Dmitri Dmitrievitch Chostakovitch



"Je me suis dit que si je mourais un jour, personne ne songerait à écrire une œuvre à ma mémoire. Aussi ai-je décidé de l'écrire moi-même. On pourrait mettre sur la couverture: "Dédié à la mémoire de l'auteur de ce quatuor"

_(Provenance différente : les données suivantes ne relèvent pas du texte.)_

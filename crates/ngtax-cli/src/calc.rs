//! # Calculator Subcommands
//!
//! `ngtax pit | cit | cgt | vat | levies` run a calculator against the
//! effective configuration and print the result with `ratesUsed`, the same
//! shape the HTTP API returns.

use std::path::PathBuf;

use anyhow::{bail, Context, Result};
use clap::Args;
use ngtax_calc::{
    compute_cgt, compute_cgt_batch, compute_cit, compute_levies, compute_pit, compute_vat,
    CitInput, Disposal, LevyInput, PitInput, VatInput, VatTreatment,
};
use ngtax_core::{Decimal, ValidationError};
use ngtax_overrides::{Assessment, RatesUsed, TaxEngine};
use ngtax_rates::RateTable;
use serde::Serialize;
use serde_json::Value;

/// Arguments for `ngtax pit`.
#[derive(Args, Debug)]
pub struct PitArgs {
    /// Annual gross emoluments.
    #[arg(long)]
    pub gross_income: Decimal,
    /// Employee pension contribution.
    #[arg(long, default_value_t = Decimal::ZERO)]
    pub pension: Decimal,
    /// National Housing Fund contribution.
    #[arg(long, default_value_t = Decimal::ZERO)]
    pub nhf: Decimal,
    /// NHIS contribution.
    #[arg(long, default_value_t = Decimal::ZERO)]
    pub nhis: Decimal,
    /// Life assurance premium.
    #[arg(long, default_value_t = Decimal::ZERO)]
    pub life_assurance: Decimal,
}

/// Arguments for `ngtax cit`.
#[derive(Args, Debug)]
pub struct CitArgs {
    /// Gross turnover, used for size classification.
    #[arg(long)]
    pub turnover: Decimal,
    /// Assessable profit; negative for a loss.
    #[arg(long, allow_hyphen_values = true)]
    pub profit: Decimal,
    /// Gross revenue for minimum tax (defaults to turnover).
    #[arg(long)]
    pub gross_revenue: Option<Decimal>,
}

/// Arguments for `ngtax cgt`.
#[derive(Args, Debug)]
pub struct CgtArgs {
    /// Acquisition cost including allowable expenditure.
    #[arg(long, required_unless_present = "batch", conflicts_with = "batch")]
    pub cost_basis: Option<Decimal>,
    /// Disposal proceeds.
    #[arg(long, required_unless_present = "batch", conflicts_with = "batch")]
    pub proceeds: Option<Decimal>,
    /// Label echoed in the result.
    #[arg(long)]
    pub label: Option<String>,
    /// JSON file holding an array of disposals.
    #[arg(long, value_name = "FILE")]
    pub batch: Option<PathBuf>,
}

/// Arguments for `ngtax vat`.
#[derive(Args, Debug)]
pub struct VatArgs {
    /// Supply amount.
    #[arg(long)]
    pub amount: Decimal,
    /// The amount already includes VAT.
    #[arg(long)]
    pub inclusive: bool,
    /// standard, zeroRated or exempt.
    #[arg(long, default_value = "standard", value_parser = parse_treatment)]
    pub treatment: VatTreatment,
}

/// Arguments for `ngtax levies`.
#[derive(Args, Debug)]
pub struct LevyArgs {
    /// Net profit (police levy base).
    #[arg(long, default_value_t = Decimal::ZERO, allow_hyphen_values = true)]
    pub net_profit: Decimal,
    /// Profit before tax (NASENI base).
    #[arg(long, default_value_t = Decimal::ZERO, allow_hyphen_values = true)]
    pub profit_before_tax: Decimal,
    /// Annual payroll (NSITF base).
    #[arg(long, default_value_t = Decimal::ZERO)]
    pub payroll: Decimal,
    /// Annual turnover (ITF base).
    #[arg(long, default_value_t = Decimal::ZERO)]
    pub turnover: Decimal,
    /// Headcount.
    #[arg(long, default_value_t = 0)]
    pub employees: u32,
    /// Industry code, e.g. banking.
    #[arg(long)]
    pub industry: Option<String>,
}

fn parse_treatment(raw: &str) -> Result<VatTreatment, String> {
    serde_json::from_value(Value::String(raw.to_string()))
        .map_err(|_| format!("unknown VAT treatment {raw:?}; expected standard, zeroRated or exempt"))
}

// ---------------------------------------------------------------------------
// Reports
// ---------------------------------------------------------------------------

fn assess<T, F>(engine: &TaxEngine, calculate: F) -> Result<Value>
where
    T: Serialize,
    F: FnOnce(&RateTable) -> Result<T, ValidationError>,
{
    let config = engine.current_config();
    let assessment = Assessment {
        result: calculate(config.rates())?,
        rates_used: RatesUsed::of(&config),
    };
    Ok(serde_json::to_value(assessment)?)
}

/// The JSON `ngtax pit` prints.
pub fn pit_report(args: &PitArgs, engine: &TaxEngine) -> Result<Value> {
    let input = PitInput {
        gross_income: args.gross_income,
        pension_contribution: args.pension,
        nhf_contribution: args.nhf,
        nhis_contribution: args.nhis,
        life_assurance_premium: args.life_assurance,
    };
    assess(engine, |rates| compute_pit(rates, &input))
}

/// The JSON `ngtax cit` prints.
pub fn cit_report(args: &CitArgs, engine: &TaxEngine) -> Result<Value> {
    let input = CitInput {
        gross_turnover: args.turnover,
        assessable_profit: args.profit,
        gross_revenue: args.gross_revenue,
    };
    assess(engine, |rates| compute_cit(rates, &input))
}

/// The JSON `ngtax cgt` prints.
pub fn cgt_report(args: &CgtArgs, engine: &TaxEngine) -> Result<Value> {
    if let Some(path) = &args.batch {
        let disposals = load_disposals(path)?;
        return assess(engine, |rates| compute_cgt_batch(rates, &disposals));
    }
    let (Some(cost_basis), Some(proceeds)) = (args.cost_basis, args.proceeds) else {
        bail!("--cost-basis and --proceeds are required without --batch");
    };
    let disposal = Disposal {
        label: args.label.clone(),
        cost_basis,
        proceeds,
    };
    assess(engine, |rates| compute_cgt(rates, &disposal))
}

fn load_disposals(path: &std::path::Path) -> Result<Vec<Disposal>> {
    let content = std::fs::read_to_string(path)
        .with_context(|| format!("failed to read disposals file: {}", path.display()))?;
    let disposals: Vec<Disposal> = serde_json::from_str(&content)
        .with_context(|| format!("failed to parse disposals JSON: {}", path.display()))?;
    if disposals.is_empty() {
        bail!("disposals file is empty: {}", path.display());
    }
    Ok(disposals)
}

/// The JSON `ngtax vat` prints.
pub fn vat_report(args: &VatArgs, engine: &TaxEngine) -> Result<Value> {
    let input = VatInput {
        amount: args.amount,
        inclusive: args.inclusive,
        treatment: args.treatment,
    };
    assess(engine, |rates| compute_vat(rates, &input))
}

/// The JSON `ngtax levies` prints.
pub fn levies_report(args: &LevyArgs, engine: &TaxEngine) -> Result<Value> {
    let input = LevyInput {
        net_profit: args.net_profit,
        profit_before_tax: args.profit_before_tax,
        payroll: args.payroll,
        turnover: args.turnover,
        employees: args.employees,
        industry: args.industry.clone(),
    };
    assess(engine, |rates| compute_levies(rates, &input))
}

// ---------------------------------------------------------------------------
// Entry points
// ---------------------------------------------------------------------------

/// Execute `ngtax pit`.
pub fn run_pit(args: &PitArgs, engine: &TaxEngine) -> Result<u8> {
    crate::print_json(&pit_report(args, engine)?)?;
    Ok(0)
}

/// Execute `ngtax cit`.
pub fn run_cit(args: &CitArgs, engine: &TaxEngine) -> Result<u8> {
    crate::print_json(&cit_report(args, engine)?)?;
    Ok(0)
}

/// Execute `ngtax cgt`.
pub fn run_cgt(args: &CgtArgs, engine: &TaxEngine) -> Result<u8> {
    crate::print_json(&cgt_report(args, engine)?)?;
    Ok(0)
}

/// Execute `ngtax vat`.
pub fn run_vat(args: &VatArgs, engine: &TaxEngine) -> Result<u8> {
    crate::print_json(&vat_report(args, engine)?)?;
    Ok(0)
}

/// Execute `ngtax levies`.
pub fn run_levies(args: &LevyArgs, engine: &TaxEngine) -> Result<u8> {
    crate::print_json(&levies_report(args, engine)?)?;
    Ok(0)
}

#[cfg(test)]
mod tests {
    use super::*;
    use ngtax_overrides::EngineConfig;
    use ngtax_rates::OverrideSource;
    use serde_json::json;
    use std::collections::BTreeMap;

    fn engine() -> TaxEngine {
        TaxEngine::with_base_rates(EngineConfig::default())
    }

    fn d(n: i64) -> Decimal {
        Decimal::from(n)
    }

    fn pit_args(gross: i64) -> PitArgs {
        PitArgs {
            gross_income: d(gross),
            pension: Decimal::ZERO,
            nhf: Decimal::ZERO,
            nhis: Decimal::ZERO,
            life_assurance: Decimal::ZERO,
        }
    }

    #[test]
    fn cgt_single_disposal() {
        let args = CgtArgs {
            cost_basis: Some(d(1_000_000)),
            proceeds: Some(d(1_500_000)),
            label: Some("plot 7".to_string()),
            batch: None,
        };
        let report = cgt_report(&args, &engine()).unwrap();
        assert_eq!(report["tax"], "50000.00");
        assert_eq!(report["label"], "plot 7");
        assert_eq!(report["ratesUsed"]["overrideCount"], 0);
    }

    #[test]
    fn cgt_batch_from_file() {
        let dir = tempfile::tempdir().unwrap();
        let path = dir.path().join("disposals.json");
        std::fs::write(
            &path,
            r#"[{"costBasis": 1000000, "proceeds": 1500000},
                {"costBasis": 800000, "proceeds": 600000}]"#,
        )
        .unwrap();
        let args = CgtArgs {
            cost_basis: None,
            proceeds: None,
            label: None,
            batch: Some(path),
        };
        let report = cgt_report(&args, &engine()).unwrap();
        assert_eq!(report["disposals"].as_array().unwrap().len(), 2);
        assert_eq!(report["totalGains"], "500000");
        assert_eq!(report["unrelievedLosses"], "200000");
    }

    #[test]
    fn cgt_empty_batch_file_rejected() {
        let dir = tempfile::tempdir().unwrap();
        let path = dir.path().join("disposals.json");
        std::fs::write(&path, "[]").unwrap();
        let args = CgtArgs {
            cost_basis: None,
            proceeds: None,
            label: None,
            batch: Some(path),
        };
        assert!(cgt_report(&args, &engine()).is_err());
    }

    #[test]
    fn pit_follows_overrides() {
        let engine = engine();
        let before = pit_report(&pit_args(5_000_000), &engine).unwrap();

        let mut payload = BTreeMap::new();
        payload.insert("pitBands[0].rate".to_string(), json!(0.0));
        engine
            .apply_overrides(&payload, OverrideSource::Manual, Some("cli"))
            .unwrap();
        let after = pit_report(&pit_args(5_000_000), &engine).unwrap();

        assert_ne!(before["totalTax"], after["totalTax"]);
        assert_ne!(
            before["ratesUsed"]["fingerprint"],
            after["ratesUsed"]["fingerprint"]
        );
        assert_eq!(after["ratesUsed"]["overrideCount"], 1);
    }

    #[test]
    fn negative_income_names_field() {
        let err = pit_report(&pit_args(-1), &engine()).unwrap_err();
        assert!(err.to_string().contains("grossIncome"));
    }

    #[test]
    fn cit_large_company() {
        let args = CitArgs {
            turnover: d(500_000_000),
            profit: d(100_000_000),
            gross_revenue: None,
        };
        let report = cit_report(&args, &engine()).unwrap();
        assert_eq!(report["companySize"], "large");
        assert_eq!(report["citPayable"], "30000000.00");
    }

    #[test]
    fn vat_treatments_parse() {
        assert_eq!(parse_treatment("zeroRated").unwrap(), VatTreatment::ZeroRated);
        assert_eq!(parse_treatment("exempt").unwrap(), VatTreatment::Exempt);
        assert!(parse_treatment("reduced").is_err());
    }

    #[test]
    fn vat_exclusive_standard() {
        let args = VatArgs {
            amount: d(100_000),
            inclusive: false,
            treatment: VatTreatment::Standard,
        };
        let report = vat_report(&args, &engine()).unwrap();
        assert_eq!(report["treatment"], "standard");
        assert!(report.get("ratesUsed").is_some());
    }

    #[test]
    fn levies_report_lists_lines() {
        let args = LevyArgs {
            net_profit: d(1_000_000),
            profit_before_tax: d(1_000_000),
            payroll: d(10_000_000),
            turnover: d(100_000_000),
            employees: 10,
            industry: Some("banking".to_string()),
        };
        let report = levies_report(&args, &engine()).unwrap();
        assert!(!report["lines"].as_array().unwrap().is_empty());
        assert!(report.get("total").is_some());
    }
}
//! # ngtax CLI entry point
//!
//! Parses command-line arguments, builds the engine (applying `--overrides`
//! if given) and dispatches to the subcommand handlers.

use std::path::PathBuf;
use std::process::ExitCode;

use clap::{Parser, Subcommand};
use tracing_subscriber::EnvFilter;

use ngtax_cli::calc::{
    run_cgt, run_cit, run_levies, run_pit, run_vat, CgtArgs, CitArgs, LevyArgs, PitArgs, VatArgs,
};
use ngtax_cli::overrides::build_engine;
use ngtax_cli::rates::{run_paths, run_rates, PathsArgs, RatesArgs};

/// Nigerian tax rate engine CLI.
///
/// Inspects the effective rate table and runs the PIT, CIT, CGT, VAT and
/// levy calculators against it, optionally with a file of overrides applied.
#[derive(Parser, Debug)]
#[command(name = "ngtax", version, about, long_about = None)]
struct Cli {
    /// Enable verbose output. Repeat for more verbosity (-v, -vv, -vvv).
    #[arg(short, long, action = clap::ArgAction::Count, global = true)]
    verbose: u8,

    /// JSON or YAML file of `path: value` overrides to apply first.
    #[arg(long, global = true, value_name = "FILE")]
    overrides: Option<PathBuf>,

    #[command(subcommand)]
    command: Commands,
}

#[derive(Subcommand, Debug)]
enum Commands {
    /// Print the effective rate table.
    Rates(RatesArgs),

    /// List every override path and the value it expects.
    Paths(PathsArgs),

    /// Personal income tax.
    Pit(PitArgs),

    /// Company income tax, minimum tax and education tax.
    Cit(CitArgs),

    /// Capital gains tax on one disposal or a batch file.
    Cgt(CgtArgs),

    /// Value added tax.
    Vat(VatArgs),

    /// Police, NASENI, NSITF and ITF levies.
    Levies(LevyArgs),
}

fn main() -> ExitCode {
    let cli = Cli::parse();

    let filter = match cli.verbose {
        0 => EnvFilter::new("warn"),
        1 => EnvFilter::new("info"),
        2 => EnvFilter::new("debug"),
        _ => EnvFilter::new("trace"),
    };

    tracing_subscriber::fmt()
        .with_env_filter(filter)
        .with_target(false)
        .with_writer(std::io::stderr)
        .init();

    let engine = match build_engine(cli.overrides.as_deref()) {
        Ok(engine) => engine,
        Err(e) => {
            tracing::error!("{e:#}");
            return ExitCode::from(2);
        }
    };

    let result = match &cli.command {
        Commands::Rates(args) => run_rates(args, &engine),
        Commands::Paths(args) => run_paths(args, &engine),
        Commands::Pit(args) => run_pit(args, &engine),
        Commands::Cit(args) => run_cit(args, &engine),
        Commands::Cgt(args) => run_cgt(args, &engine),
        Commands::Vat(args) => run_vat(args, &engine),
        Commands::Levies(args) => run_levies(args, &engine),
    };

    match result {
        Ok(code) => ExitCode::from(code),
        Err(e) => {
            tracing::error!("{e:#}");
            ExitCode::from(1)
        }
    }
}
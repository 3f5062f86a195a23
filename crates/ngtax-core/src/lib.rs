#![deny(missing_docs)]

//! # ngtax-core — Foundational Types for the Nigerian Tax Rate Engine
//!
//! Every other crate in the workspace depends on this one. It has no internal
//! crate dependencies.
//!
//! ## Design Principles
//!
//! 1. **Rates are validated fractions.** A [`Rate`] is always within
//!    `[0, 1]`. Monetary amounts are exact [`rust_decimal::Decimal`] values;
//!    floating point never touches money, and no amount exceeds
//!    [`MAX_AMOUNT`].
//!
//! 2. **[`NgTaxError`] hierarchy.** Structured errors with `thiserror`, one
//!    type per handling strategy (see [`error`]).

pub mod amount;
pub mod error;
pub mod id;
pub mod rate;

pub use amount::{checked_add, checked_sum, MAX_AMOUNT};
pub use error::{
    ConfigIntegrityError, NgTaxError, RefreshTransportError, UnknownFieldError, ValidationError,
};
pub use id::OverrideId;
pub use rate::{Rate, RateOutOfRange};

pub use rust_decimal::Decimal;
//! # API Error Types
//!
//! Structured error type implementing `axum::response::IntoResponse`.
//! Maps engine errors to HTTP status codes and JSON bodies of the form
//! `{ "error": { "code", "message", "details"? } }`. Validation failures
//! name the offending field in `details.field`.

use axum::http::StatusCode;
use axum::response::{IntoResponse, Response};
use axum::Json;
use ngtax_core::{UnknownFieldError, ValidationError};
use ngtax_rates::OverrideError;
use serde::{Deserialize, Serialize};
use thiserror::Error;

/// Structured JSON error response body.
#[derive(Debug, Serialize, Deserialize)]
pub struct ErrorBody {
    /// The error.
    pub error: ErrorDetail,
}

/// Inner error detail.
#[derive(Debug, Serialize, Deserialize)]
pub struct ErrorDetail {
    /// Machine-readable error code (e.g., "VALIDATION_ERROR").
    pub code: String,
    /// Human-readable error message.
    pub message: String,
    /// Additional details, present only for client errors.
    #[serde(skip_serializing_if = "Option::is_none")]
    pub details: Option<serde_json::Value>,
}

/// Application-level error type that implements [`IntoResponse`] for Axum.
#[derive(Error, Debug)]
pub enum AppError {
    /// A value failed validation (422).
    #[error("validation error: {message}")]
    Validation {
        /// Offending field, when known.
        field: Option<String>,
        /// Description.
        message: String,
    },

    /// An override path does not exist (422).
    #[error("{0}")]
    UnknownField(#[from] UnknownFieldError),

    /// Request body could not be parsed (400).
    #[error("bad request: {0}")]
    BadRequest(String),

    /// Authentication failure, missing or invalid token (401).
    #[error("unauthorized: {0}")]
    Unauthorized(String),

    /// Conflict with current configuration (409).
    #[error("conflict: {0}")]
    Conflict(String),

    /// Internal server error (500). Message is logged but not returned to client.
    #[error("internal error: {0}")]
    Internal(String),
}

impl AppError {
    /// A validation error with no specific field.
    pub fn validation(message: impl Into<String>) -> Self {
        Self::Validation {
            field: None,
            message: message.into(),
        }
    }

    /// Return the HTTP status code and machine-readable error code for this error.
    fn status_and_code(&self) -> (StatusCode, &'static str) {
        match self {
            Self::Validation { .. } => (StatusCode::UNPROCESSABLE_ENTITY, "VALIDATION_ERROR"),
            Self::UnknownField(_) => (StatusCode::UNPROCESSABLE_ENTITY, "UNKNOWN_FIELD"),
            Self::BadRequest(_) => (StatusCode::BAD_REQUEST, "BAD_REQUEST"),
            Self::Unauthorized(_) => (StatusCode::UNAUTHORIZED, "UNAUTHORIZED"),
            Self::Conflict(_) => (StatusCode::CONFLICT, "CONFLICT"),
            Self::Internal(_) => (StatusCode::INTERNAL_SERVER_ERROR, "INTERNAL_ERROR"),
        }
    }

    fn details(&self) -> Option<serde_json::Value> {
        match self {
            Self::Validation {
                field: Some(field), ..
            } => Some(serde_json::json!({ "field": field })),
            Self::UnknownField(e) => Some(serde_json::json!({ "field": e.path })),
            _ => None,
        }
    }
}

impl IntoResponse for AppError {
    fn into_response(self) -> Response {
        let (status, code) = self.status_and_code();

        // Never expose internal error messages to clients.
        let message = match &self {
            Self::Internal(_) => "An internal error occurred".to_string(),
            Self::Validation { message, .. } => message.clone(),
            other => other.to_string(),
        };

        if matches!(&self, Self::Internal(_)) {
            tracing::error!(error = %self, "internal server error");
        }

        let body = ErrorBody {
            error: ErrorDetail {
                code: code.to_string(),
                message,
                details: self.details(),
            },
        };

        (status, Json(body)).into_response()
    }
}

impl From<ValidationError> for AppError {
    fn from(err: ValidationError) -> Self {
        Self::Validation {
            field: Some(err.field().to_string()),
            message: err.to_string(),
        }
    }
}

impl From<OverrideError> for AppError {
    fn from(err: OverrideError) -> Self {
        match err {
            OverrideError::UnknownField(e) => Self::UnknownField(e),
            OverrideError::Validation(e) => e.into(),
        }
    }
}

I - La musique russe au XXe siècle

II - Le quatuor à cordes: éléments essentiels

III - Eléments biographiques

IV - La symphonie de chambre Op.110a

I - La musique russe fin XIXe et XXe siècle

* La Russie, pays immense de plus de 17 millions de km2 a connu dans sa partie occidentale une culture musicale des plus fécondes depuis le XVIIIe siècle. Les relations de villes comme St Petersbourg ou Moscou avec le reste de l’Europe alimentèrent des réseaux d’échange et d’influence dont bénéficieront tous les courants intellectuels et artistiques.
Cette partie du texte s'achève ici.